Just off section C is the line for interview. At that time there were 4 or 5 windows open with consuls. I was asked to wait after the lady at window 63 is done. Usually, you have to stand in line for this but since I was a bit tired from standing at the pre-screening, the staff allowed me to have a sit while waiting.
When the lady was done, the staff asked me to proceed to the window. The consul was not at the window at that time so I had to wait for about a minute. When he came, he was all serious and we exchanged pleasantries.
- He asked me for my name, date of birth, petitioner’s name and my relationship with the petitioner.
- He asked how my mom got her US citizenship, when did she migrate to the US, when did she get her citizenship and what does my mom do for a living?
- He asked for photos as proof of relationship which he checked against the photo on the US citizenship photocopy which I submitted way back in January. I informed him that the photo may not be the same as my mom had cancer.
- He checked my passport and asked how many times I’ve been to the US, what’s the longest time I’ve been there, how long did I stay in Turkey (I visited Turkey in 2015 with my sis).
- He checked my documents and noticed my police clearance from China and in a serious tone joked that I don’t need to provide my China police clearance since if I committed a crime there, I won’t be allowed to leave.
- He checked the affidavit of support documents and asked what is my relationship with the joint sponsor and informed him that she’s my aunt. What is my aunt’s job and he jokingly mentioned that money must run in the family which I just smiled at him.
- After checking through everything, he informed me that my visa is approved and to expect my passport with the visa delivered to the address I registered within 2 weeks. He also gave me a sheet of paper informing me to register or check my address online to ensure timely delivery of my visa.

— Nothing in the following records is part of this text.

impl ColorScheme {
    fn stops(self) -> &'static [&'static str] {
        match self {
            ColorScheme::Blues => &[
                "#f7fbff", "#deebf7", "#c6dbef", "#9ecae1", "#6baed6", "#4292c6", "#2171b5",
                "#08519c", "#08306b",
            ],
            ColorScheme::Reds => &[
                "#fff5f0", "#fee0d2", "#fcbba1", "#fc9272", "#fb6a4a", "#ef3b2c", "#cb181d",
                "#a50f15", "#67000d",
            ],
            ColorScheme::Greens => &[
                "#f7fcf5", "#e5f5e0", "#c7e9c0", "#a1d99b", "#74c476", "#41ab5d", "#238b45",
                "#006d2c", "#00441b",
            ],
            ColorScheme::Viridis => &[
                "#440154", "#482878", "#3e4989", "#31688e", "#26828e", "#1f9e89", "#35b779",
                "#6ece58", "#b5de2b", "#fde725",
            ],
            ColorScheme::Plasma => &[
                "#0d0887", "#46039f", "#7201a8", "#9c179e", "#bd3786", "#d8576b", "#ed7953",
                "#fb9f3a", "#fdca26", "#f0f921",
            ],
            ColorScheme::Magma => &[
                "#000004", "#180f3d", "#440f76", "#721f81", "#9e2f7f", "#cd4071", "#f1605d",
                "#fd9668", "#feca8d", "#fcfdbf",
            ],
            ColorScheme::Inferno => &[
                "#000004", "#1b0c41", "#4a0c6b", "#781c6d", "#a52c60", "#cf4446", "#ed6925",
                "#fb9b06", "#f7d13d", "#fcffa4",
            ],
        }
    }

    /// Color at `t ∈ [0, 1]`.
    pub fn interpolate(self, t: f64) -> Rgb {
        let stops: Vec<Rgb> = self.stops().iter().filter_map(|s| Rgb::parse(s)).collect();
        color::interpolate_stops(&stops, t)
    }
}

/// Sequential color scale: numeric domain onto a color scheme.
#[derive(Debug, Clone, Copy, PartialEq)]
pub struct SequentialScale {
    domain: (f64, f64),
    scheme: ColorScheme,
}

impl SequentialScale {
    pub fn new(domain: (f64, f64), scheme: ColorScheme) -> Self {
        Self { domain, scheme }
    }

    pub fn domain(&self) -> (f64, f64) {
        self.domain
    }

    pub fn apply(&self, v: f64) -> Rgb {
        let (d0, d1) = self.domain;
        let t = if d1 == d0 { 0.0 } else { (v - d0) / (d1 - d0) };
        self.scheme.interpolate(t)
    }
}

#[cfg(test)]
mod tests {
    use super::*;

    #[test]
    fn nice_rounds_headroom_domain() {
        assert_eq!(nice_domain(0.0, 7.7, 10), (0.0, 8.0));
        assert_eq!(nice_domain(0.0, 0.0, 10), (0.0, 0.0));
    }

    #[test]
    fn ticks_are_clean_decimals() {
        assert_eq!(ticks(0.0, 1.0, 5), vec![0.0, 0.2, 0.4, 0.6, 0.8, 1.0]);
        assert_eq!(ticks(0.0, 0.0, 5), vec![0.0]);
    }

    #[test]
    fn degenerate_linear_domain_maps_to_range_start() {
        let s = LinearScale::new((0.0, 0.0), (300.0, 0.0));
        assert_eq!(s.apply(0.0), 300.0);
        assert!(!s.apply(5.0).is_nan());
    }

    #[test]
    fn band_scale_layout() {
        let b = BandScale::new(vec!["a".into(), "b".into()], (0.0, 100.0));
        assert_eq!(b.bandwidth(), 50.0);
        assert_eq!(b.position("b"), Some(50.0));
        assert_eq!(b.index_at(75.0), Some(1));
        let padded = BandScale::new(vec!["a".into()], (0.0, 100.0)).padding(0.1);
        assert!((padded.bandwidth() - 100.0 * 0.9 / 1.1).abs() < 1e-9);
    }

    #[test]
    fn log_scale_clamps_minimum() {
        let s = LogScale::new((0.0, 1000.0), (100.0, 0.0));
        assert_eq!(s.domain(), (1.0, 1000.0));
        assert_eq!(s.apply(1.0), 100.0);
        assert_eq!(s.apply(1000.0), 0.0);
    }

    #[test]
    fn viridis_endpoints() {
        let s = SequentialScale::new((0.0, 10.0), ColorScheme::Viridis);
        assert_eq!(s.apply(0.0).to_hex(), "#440154");
        assert_eq!(s.apply(10.0).to_hex(), "#fde725");
    }
}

He thanked me and I thanked him in return.
At that time, my sister was able to enter the embassy and assisted me with my bag as I exit. I asked her how she got in, and she said that the staff at the entrance remembered me and informed him that she was the person who was supposed to accompany me. As we exit, the security lady sneakily handed my fitbit back to me. All in all, it took me from 6:55am to 8:15am to complete the entire process.
As I checked my case status on CEAC, they have already authorized issuance of my visa. After I receive my packet, I believe there will be a seminar which I have to attend. I will keep you updated with my immigrant visa journey.
It’s a long tedious process which I hope is worth it in the end. I’m thankful and blessed with the interview outcome this morning.